医生最后还是没从张毅华身上研究出个123来,只能把这事归结成所谓的医学奇迹,还有什么年轻人身体素质就是好,然后就给办了出院手续。
拎着个简单的行李,张毅华跟在苏晴屁股后面,总算是走出了那扇满是消毒水味儿的大门。
九月的太阳正好,晒在身上暖洋洋的,把这几天在病房里的阴冷跟沉闷都给驱散了。
张毅华深深的吸了一口气,感觉连空气都是自由的香甜。
“总算出来了,再待下去我真要长蘑菇了。”
苏晴回过头,塞了副墨镜过来,还顺手帮他理了理有点乱的领子,动作自然的就像是做过几千几百遍。
“喏,医生说了你眼睛刚恢复,别被强光刺激到。”
“还是我们家晴儿细心。”张毅华美滋滋的戴上墨镜,嘴贱的贫了一句。
苏晴白了他一眼,嘴角却控制不住的往上翘,伸手拦下了一辆出租车。
车子平稳的滑进了车流里。
张毅华靠在后座上,看着窗外刷刷往后倒的街景,一颗心扑通扑通的,怎么都安分不下来。
他偷偷摸摸的,开始了自己的小实验。
视线聚焦在旁边车道的一辆白色轿车上。
精神稍微集中了一下。
眼前的世界瞬间就变了个样。
轿车的外壳变得跟层薄塑料似的,里面复杂的机械结构看得清清楚楚。发动机,变速箱,密密麻麻的线路。。。比驾校教练画的结构图都清晰多了。
张毅华心里啧啧的想。
这要是去当个修车工,都不用拆零件,一眼就能看出哪儿坏了,妥妥的大师傅级别。
视线再一转,落在了前排正在开车的司机大叔身上。
大叔穿着一件格子衬衫,在张毅华的视线里,衬衫慢慢的虚化。。。
“罪过罪过,阿弥陀佛。。。”张毅华心里默念着保命真言,赶紧把目光挪开,脸颊有点发烫。
这能力要是用来看姑娘,怕不是要当场流鼻血。
罪过,罪过。
车子路过一个银行的自助服务点,张毅华心里一动,目光穿透了厚实的墙壁,落在了那台ATM机上。
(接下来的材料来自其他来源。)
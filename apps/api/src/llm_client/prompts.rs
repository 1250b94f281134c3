// Shared prompt fragments.
// Each module that needs LLM calls defines its own prompts.rs alongside it.
// This file contains cross-cutting prompt fragments.

/// System prompt fragment that enforces JSON-only output.
pub const JSON_ONLY_INSTRUCTION: &str = "You MUST respond with valid JSON only. \
    Do NOT include any text outside the JSON object. \
    Do NOT use markdown code fences. \
    Do NOT include explanations or apologies.";

/// Output must follow the language the candidate wrote their CV in.
pub const LANGUAGE_INSTRUCTION: &str = "\
    Detect the primary language of the CV and write EVERY output field in that language. \
    Ignore the language of the job posting. Never mix languages.";
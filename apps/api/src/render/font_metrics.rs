//! Static Helvetica metric table and greedy line wrapping.
//!
//! Character widths are in em units (relative to font size), taken from the
//! standard Helvetica AFM. Non-ASCII characters fall back to the average width.
//! Index = (char as usize) - 32.

/// Character-width table for one font.
///
/// `widths[i]` = width of ASCII character `(i + 32)`, covering 0x20 (space) through 0x7E (~).
pub struct FontMetricTable {
    widths: [f32; 95],
    /// Fallback width for non-ASCII characters (codepoints > 0x7E).
    pub average_char_width: f32,
    pub space_width: f32,
}

pub const HELVETICA: FontMetricTable = FontMetricTable {
    widths: [
        0.278, 0.278, 0.355, 0.556, 0.556, 0.889, 0.667, 0.191, // sp ! " # $ % & '
        0.333, 0.333, 0.389, 0.584, 0.278, 0.333, 0.278, 0.278, // ( ) * + , - . /
        0.556, 0.556, 0.556, 0.556, 0.556, 0.556, 0.556, 0.556, // 0-7
        0.556, 0.556, 0.278, 0.278, 0.584, 0.584, 0.584, 0.556, // 8 9 : ; < = > ?
        1.015, 0.667, 0.667, 0.722, 0.722, 0.667, 0.611, 0.778, // @ A-G
        0.722, 0.278, 0.500, 0.667, 0.556, 0.833, 0.722, 0.778, // H-O
        0.667, 0.778, 0.722, 0.667, 0.611, 0.722, 0.667, 0.944, // P-W
        0.667, 0.667, 0.611, 0.278, 0.278, 0.278, 0.469, 0.556, // X Y Z [ \ ] ^ _
        0.333, 0.556, 0.556, 0.500, 0.556, 0.556, 0.278, 0.556, // ` a-g
        0.556, 0.222, 0.222, 0.500, 0.222, 0.833, 0.556, 0.556, // h-o
        0.556, 0.556, 0.333, 0.500, 0.278, 0.556, 0.500, 0.722, // p-w
        0.500, 0.500, 0.500, 0.334, 0.260, 0.334, 0.584, // x y z { | } ~
    ],
    average_char_width: 0.556,
    space_width: 0.278,
};

impl FontMetricTable {
    /// Measures the rendered width of a string in em units.
    pub fn measure_str(&self, s: &str) -> f32 {
        s.chars().map(|c| self.char_width(c)).sum()
    }

    fn char_width(&self, c: char) -> f32 {
        let code = c as usize;
        if (32..=126).contains(&code) {
            self.widths[code - 32]
        } else {
            self.average_char_width
        }
    }

    /// Greedy word wrap of a single line of text to `max_width_em`.
    ///
    /// Words wider than a full line are broken at character boundaries.
    /// Whitespace-only input yields no lines.
    pub fn wrap(&self, text: &str, max_width_em: f32) -> Vec<String> {
        let mut lines = Vec::new();
        let mut current = String::new();
        let mut current_width = 0.0_f32;

        for word in text.split_whitespace() {
            let word_width = self.measure_str(word);

            if word_width > max_width_em {
                if !current.is_empty() {
                    lines.push(std::mem::take(&mut current));
                    current_width = 0.0;
                }
                for c in word.chars() {
                    let w = self.char_width(c);
                    if current_width + w > max_width_em && !current.is_empty() {
                        lines.push(std::mem::take(&mut current));
                        current_width = 0.0;
                    }
                    current.push(c);
                    current_width += w;
                }
                continue;
            }

            let needed = if current.is_empty() {
                word_width
            } else {
                current_width + self.space_width + word_width
            };

            if needed > max_width_em && !current.is_empty() {
                lines.push(std::mem::take(&mut current));
                current.push_str(word);
                current_width = word_width;
            } else {
                if !current.is_empty() {
                    current.push(' ');
                }
                current.push_str(word);
                current_width = needed;
            }
        }

        if !current.is_empty() {
            lines.push(current);
        }
        lines
    }
}
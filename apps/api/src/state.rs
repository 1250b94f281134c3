use std::sync::Arc;

use crate::matching::archive::DocumentArchive;
use crate::matching::cv_source::CvLoader;
use crate::matching::MatchingPipeline;

/// Shared application state injected into all route handlers via Axum extractors.
#[derive(Clone)]
pub struct AppState {
    pub pipeline: Arc<MatchingPipeline>,
    pub cv_loader: CvLoader,
    /// S3-compatible archive for generated PDFs. `None` when not configured.
    pub archive: Option<Arc<dyn DocumentArchive>>,
}
//! Resolves CV text from a request: inline `cvText` or a downloadable `cvUrl`.

use std::time::Duration;

use reqwest::header::CONTENT_TYPE;
use reqwest::{Client, Url};
use tracing::{debug, info};

use crate::errors::AppError;

/// Largest CV document accepted from `cvUrl`.
pub const MAX_CV_BYTES: usize = 10 * 1024 * 1024;

/// Downloads CV documents and extracts their text.
#[derive(Clone)]
pub struct CvLoader {
    client: Client,
}

impl CvLoader {
    pub fn new(timeout: Duration) -> Result<Self, reqwest::Error> {
        Ok(Self {
            client: Client::builder().timeout(timeout).build()?,
        })
    }

    /// Inline text wins over a URL. Blank inline text with no URL is a validation
    /// error; neither field present is an unprocessable request.
    pub async fn resolve(
        &self,
        cv_text: Option<String>,
        cv_url: Option<String>,
    ) -> Result<String, AppError> {
        match (cv_text, cv_url) {
            (Some(text), _) if !text.trim().is_empty() => Ok(text),
            (_, Some(url)) if !url.trim().is_empty() => self.load(url.trim()).await,
            (Some(_), _) | (_, Some(_)) => {
                Err(AppError::Validation("cvText cannot be empty".to_string()))
            }
            (None, None) => Err(AppError::UnprocessableEntity(
                "missing field `cvText` (or `cvUrl`)".to_string(),
            )),
        }
    }

    pub async fn load(&self, url: &str) -> Result<String, AppError> {
        let url = Url::parse(url)
            .map_err(|e| AppError::Validation(format!("cvUrl is not a valid URL: {e}")))?;
        if !matches!(url.scheme(), "http" | "https") {
            return Err(AppError::Validation(format!(
                "cvUrl scheme '{}' is not supported",
                url.scheme()
            )));
        }

        debug!("Downloading CV from {}", url);
        let mut response = self
            .client
            .get(url.clone())
            .send()
            .await
            .map_err(|e| AppError::CvSource(format!("CV download failed: {e}")))?;
        let status = response.status();
        if !status.is_success() {
            return Err(AppError::CvSource(format!(
                "CV download returned status {status}"
            )));
        }

        let content_type = response
            .headers()
            .get(CONTENT_TYPE)
            .and_then(|v| v.to_str().ok())
            .map(str::to_string);
        if let Some(declared) = response.content_length() {
            ensure_within_limit(declared)?;
        }

        let mut bytes = Vec::new();
        while let Some(chunk) = response
            .chunk()
            .await
            .map_err(|e| AppError::CvSource(format!("CV download failed: {e}")))?
        {
            bytes.extend_from_slice(&chunk);
            ensure_within_limit(bytes.len() as u64)?;
        }

        let text = extract_text(content_type.as_deref(), bytes).await?;
        info!("Loaded CV from {} ({} chars)", url, text.chars().count());
        Ok(text)
    }
}

async fn extract_text(content_type: Option<&str>, bytes: Vec<u8>) -> Result<String, AppError> {
    let text = if is_pdf(content_type, &bytes) {
        // pdf-extract can panic on malformed input; a panicked task is an unreadable PDF.
        tokio::task::spawn_blocking(move || pdf_extract::extract_text_from_mem(&bytes))
            .await
            .map_err(|e| AppError::UnprocessableEntity(format!("CV PDF is unreadable: {e}")))?
            .map_err(|e| AppError::UnprocessableEntity(format!("CV PDF is unreadable: {e}")))?
    } else {
        String::from_utf8(bytes).map_err(|_| {
            AppError::UnprocessableEntity("CV document is neither PDF nor UTF-8 text".to_string())
        })?
    };

    let text = text.trim();
    if text.is_empty() {
        return Err(AppError::UnprocessableEntity(
            "CV document contains no text".to_string(),
        ));
    }
    Ok(text.to_string())
}

fn ensure_within_limit(len: u64) -> Result<(), AppError> {
    if len > MAX_CV_BYTES as u64 {
        return Err(AppError::UnprocessableEntity(format!(
            "CV document exceeds the {MAX_CV_BYTES}-byte limit"
        )));
    }
    Ok(())
}

fn is_pdf(content_type: Option<&str>, bytes: &[u8]) -> bool {
    bytes.starts_with(b"%PDF")
        || content_type.is_some_and(|ct| ct.to_ascii_lowercase().starts_with("application/pdf"))
}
机器内部,一叠叠崭新的红色钞票整整齐齐的码在钞箱里,散发着诱人的光芒。
张毅华的呼吸都停了半拍。
发了。。。这下真的要发了!
虽然不知道怎么把钱搞出来,但光是看着,就有种莫名的满足感跟巨大的安全感。
他的嘴角自己就咧开了,露出了一个二傻子一样的笑容。
“想什么呢?笑得跟个二傻子似的。”苏晴的声音在旁边响起。
“啊?没。。。没什么。”张毅华连忙收了神通,擦了擦差点流下来的哈喇子,装作很淡定的看向窗外。
苏晴怀疑的瞅了他一眼,总觉得这家伙从医院出来后就怪怪的,老是走神,还一个人傻笑。
“是不是被雪豹拍傻了?”她伸出手,在张毅华额头上探了探,“没发烧啊。”
“我聪明着呢。”张毅华拍开她的手,心里却在疯狂盘算。
透视。。。除了看票子,还能干嘛?
赌石?小说里都这么写,切开的石头里面是空的还是绿的,一眼就能看出来。这个靠谱,回头可以去云南边境逛逛。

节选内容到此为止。